Factors that increase the effective concentration of CXCR4 dictate feline immunodeficiency virus tropism and kinetics of replication
- PMID: 15308709
- PMCID: PMC506950
- DOI: 10.1128/JVI.78.17.9132-9143.2004
Factors that increase the effective concentration of CXCR4 dictate feline immunodeficiency virus tropism and kinetics of replication
Abstract
The surface glycoprotein (gp95) of the feline immunodeficiency virus (FIV) binds in a strain-specific manner to several cell surface molecules, including CXCR4, heparan sulfate proteoglycans (HSPGs), DC-SIGN, and a 43-kDa cell surface receptor on T cells recently identified as CD134 by M. Shimojima et al. (Science 303:1192-1195, 2004). CXCR4 is the entry receptor in all known cases, and the other molecules act as binding receptors to help facilitate infection. In this report, we confirm and extend the findings regarding CD134 as a primary receptor for FIV. In addition, we show that temperature critically influences the binding properties of FIV gp95 to CXCR4 and HSPGs. The data show that gp95 of the field strain FIV-PPR bound to CXCR4 at 22 degrees C, whereas binding was not detected at 4 degrees C. In contrast, binding of the laboratory adapted FIV-34TF10 gp95 was observed at either 4 degrees C or 22 degrees C, albeit at increased levels at the higher temperature. The level of CXCR4 increased after the temperature was switched from 4 to 22 degrees C, whereas the level of HSPGs decreased, resulting in higher binding of gp95 from both strains to CXCR4 and lower binding of gp95 of FIV-34TF10 to HSPGs (FIV-PPR gp95 does not bind to these molecules).

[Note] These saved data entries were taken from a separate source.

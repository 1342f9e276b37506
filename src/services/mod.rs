pub mod backup;
pub mod diagnostics;
pub mod freeradius;
pub mod install;
pub mod nas;
pub mod openvpn;
pub mod postgres;
pub mod systemd;
pub mod users;
//! OpenVPN integration through the openvpn-auth-radius plugin

use crate::config::{OpenVpnSettings, Settings};
use crate::services::freeradius::clients::{self, NasClient};
use crate::services::freeradius::conf::{self, Edit};
use crate::services::freeradius::{ConfigLayout, policy};
use crate::services::nas;
use crate::services::postgres::Psql;
use crate::services::systemd::Service;
use crate::utils::exec::{CommandExecutor, PackageManager};
use crate::utils::string::{mask_secret, random_secret};
use anyhow::{Context, Result};
use std::fs;
use std::path::Path;

pub const PLUGIN_PACKAGE: &str = "openvpn-auth-radius";

#[derive(Debug, Clone)]
pub struct OpenVpnOptions {
    /// Address the plugin sends RADIUS requests to
    pub radius_server: String,
    pub install_package: bool,
    pub restart_radius: bool,
    pub restart_openvpn: bool,
}

impl Default for OpenVpnOptions {
    fn default() -> Self {
        Self {
            radius_server: "127.0.0.1".to_string(),
            install_package: false,
            restart_radius: true,
            restart_openvpn: false,
        }
    }
}

/// radiusplugin.cnf for the openvpn-auth-radius plugin
pub fn render_plugin_config(settings: &OpenVpnSettings, radius_server: &str, secret: &str) -> String {
    format!(
        "# Managed by radctl
NAS-Identifier={nas_id}
Service-Type=5
Framed-Protocol=1
NAS-Port-Type=5
NAS-IP-Address={nas_ip}
OpenVPNConfig={server_conf}
overwriteccfiles=true
nonfatalaccounting=false

server
{{
	acctport=1813
	authport=1812
	name={server}
	retry=1
	wait=1
	sharedsecret={secret}
}}
",
        nas_id = settings.nas_identifier,
        nas_ip = settings.nas_ip,
        server_conf = settings.server_conf.display(),
        server = radius_server,
        secret = secret,
    )
}

/// The directive loading the plugin into the OpenVPN server
pub fn plugin_line(settings: &OpenVpnSettings) -> String {
    format!(
        "plugin {} {}",
        settings.plugin_path.display(),
        settings.plugin_config.display()
    )
}

/// Shared secret: configured value, then the existing client stanza, then a
/// fresh one. The flag reports whether it was generated.
pub fn resolve_secret(settings: &OpenVpnSettings, layout: &ConfigLayout) -> Result<(String, bool)> {
    if let Some(secret) = settings.nas_secret.as_deref().filter(|s| !s.is_empty()) {
        return Ok((secret.to_string(), false));
    }
    if let Some(existing) = clients::find(&layout.clients_conf(), &settings.nas_identifier)? {
        if !existing.secret.is_empty() {
            return Ok((existing.secret, false));
        }
    }
    Ok((random_secret(nas::SECRET_LEN), true))
}

/// Write the plugin configuration readable by root only. Returns whether it changed.
pub fn write_plugin_config(path: &Path, rendered: &str) -> Result<bool> {
    if fs::read_to_string(path).ok().as_deref() == Some(rendered) {
        return Ok(false);
    }
    if let Some(parent) = path.parent() {
        fs::create_dir_all(parent)
            .with_context(|| format!("Failed to create {}", parent.display()))?;
    }
    fs::write(path, rendered).with_context(|| format!("Failed to write {}", path.display()))?;

    #[cfg(unix)]
    {
        use std::os::unix::fs::PermissionsExt;
        fs::set_permissions(path, fs::Permissions::from_mode(0o600))
            .with_context(|| format!("Failed to set permissions for: {}", path.display()))?;
    }
    Ok(true)
}

#[derive(Debug, Clone, Copy, PartialEq, Eq)]
pub enum PluginDirective {
    Added,
    Present,
    /// server.conf does not exist; the line has to be added by hand
    ConfMissing,
}

pub fn ensure_plugin_directive(server_conf: &Path, line: &str) -> Result<PluginDirective> {
    if !server_conf.exists() {
        return Ok(PluginDirective::ConfMissing);
    }
    let content = fs::read_to_string(server_conf)
        .with_context(|| format!("Failed to read {}", server_conf.display()))?;
    match conf::ensure_line(&content, line) {
        Edit::Changed(new) => {
            fs::write(server_conf, new)
                .with_context(|| format!("Failed to write {}", server_conf.display()))?;
            Ok(PluginDirective::Added)
        }
        _ => Ok(PluginDirective::Present),
    }
}

/// Wire OpenVPN to FreeRADIUS: NAS client, plugin config, policy and the
/// plugin directive in server.conf
pub fn configure(
    exec: &dyn CommandExecutor,
    layout: &ConfigLayout,
    settings: &Settings,
    psql: Option<&Psql>,
    opts: &OpenVpnOptions,
) -> Result<()> {
    let ovpn = &settings.openvpn;

    if opts.install_package {
        let pm = PackageManager::detect(exec);
        if pm.is_installed(exec, PLUGIN_PACKAGE)? {
            println!("✓ {} already installed", PLUGIN_PACKAGE);
        } else {
            println!("Installing {} via {}...", PLUGIN_PACKAGE, pm.display_name());
            pm.install_packages(exec, &[PLUGIN_PACKAGE])?;
            println!("✓ {} installed", PLUGIN_PACKAGE);
        }
    }

    let (secret, generated) = resolve_secret(ovpn, layout)?;
    let mut client = NasClient::new(&ovpn.nas_identifier, &ovpn.nas_ip, &secret);
    client.description = Some("OpenVPN server".to_string());
    let change = nas::add(layout, psql, &client)?;
    if change.file_changed {
        println!("✓ NAS client '{}' ({}) saved", client.name, client.ipaddr);
    } else {
        println!("✓ NAS client '{}' already up to date", client.name);
    }
    if generated {
        println!("  Generated shared secret: {}", secret);
    }
    if psql.is_some() && !change.mirrored {
        println!("⚠ Could not update the nas table (clients.conf is still authoritative)");
    }

    let rendered = render_plugin_config(ovpn, &opts.radius_server, &secret);
    if write_plugin_config(&ovpn.plugin_config, &rendered)? {
        println!("✓ Wrote {}", ovpn.plugin_config.display());
    } else {
        println!("✓ {} unchanged", ovpn.plugin_config.display());
    }

    if policy::install_openvpn(layout, &ovpn.nas_identifier)? {
        println!(
            "✓ Policy '{}' installed in {}",
            policy::OPENVPN_POLICY,
            layout.openvpn_policy().display()
        );
    } else {
        println!("✓ Policy '{}' already installed", policy::OPENVPN_POLICY);
    }

    let line = plugin_line(ovpn);
    match ensure_plugin_directive(&ovpn.server_conf, &line)? {
        PluginDirective::Added => println!("✓ Added plugin line to {}", ovpn.server_conf.display()),
        PluginDirective::Present => println!("✓ Plugin already loaded by {}", ovpn.server_conf.display()),
        PluginDirective::ConfMissing => {
            tracing::warn!(file = %ovpn.server_conf.display(), "OpenVPN server config not found");
            println!("⚠ {} not found. Add this line to your OpenVPN server config:", ovpn.server_conf.display());
            println!("    {}", line);
        }
    }

    if opts.restart_radius {
        Service::new(exec, &settings.radius.service).restart_and_verify()?;
        println!("✓ {} restarted", settings.radius.service);
    }

    if opts.restart_openvpn {
        let service = Service::new(exec, &ovpn.service);
        match service.restart() {
            Ok(()) => println!("✓ {} restarted", ovpn.service),
            Err(e) => {
                tracing::warn!(unit = %ovpn.service, error = %e, "OpenVPN restart failed");
                println!("⚠ Failed to restart {}: {}", ovpn.service, e);
            }
        }
    }

    println!();
    println!("RADIUS server: {}:1812 (secret {})", opts.radius_server, mask_secret(&secret));
    Ok(())
}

The findings also show that HSPGs facilitate the CXCR4-mediated infectivity of CrFK and G355-5 cells by FIV-34TF10. These two nonlymphoid cell lines express very low levels of CXCR4 and are permissive to FIV-34TF10 but not to productive infection by FIV-PPR. However, overexpression of human CXCR4 in CrFK or G-355-5 cells resulted in extensive cell fusion and infection by FIV-PPR. Taken together, these findings indicate that factors that increase the effective concentration of CXCR4 enhance FIV infectivity and may involve (i) temperature or ligand-induced conformational changes in CXCR4 that enhance SU binding, (ii) coreceptor interactions with gp95 that either alter gp95 conformation to enhance CXCR4 binding and/or raise the localized concentration of receptor or ligand, or (iii) direct increase in CXCR4 concentration via overexpression.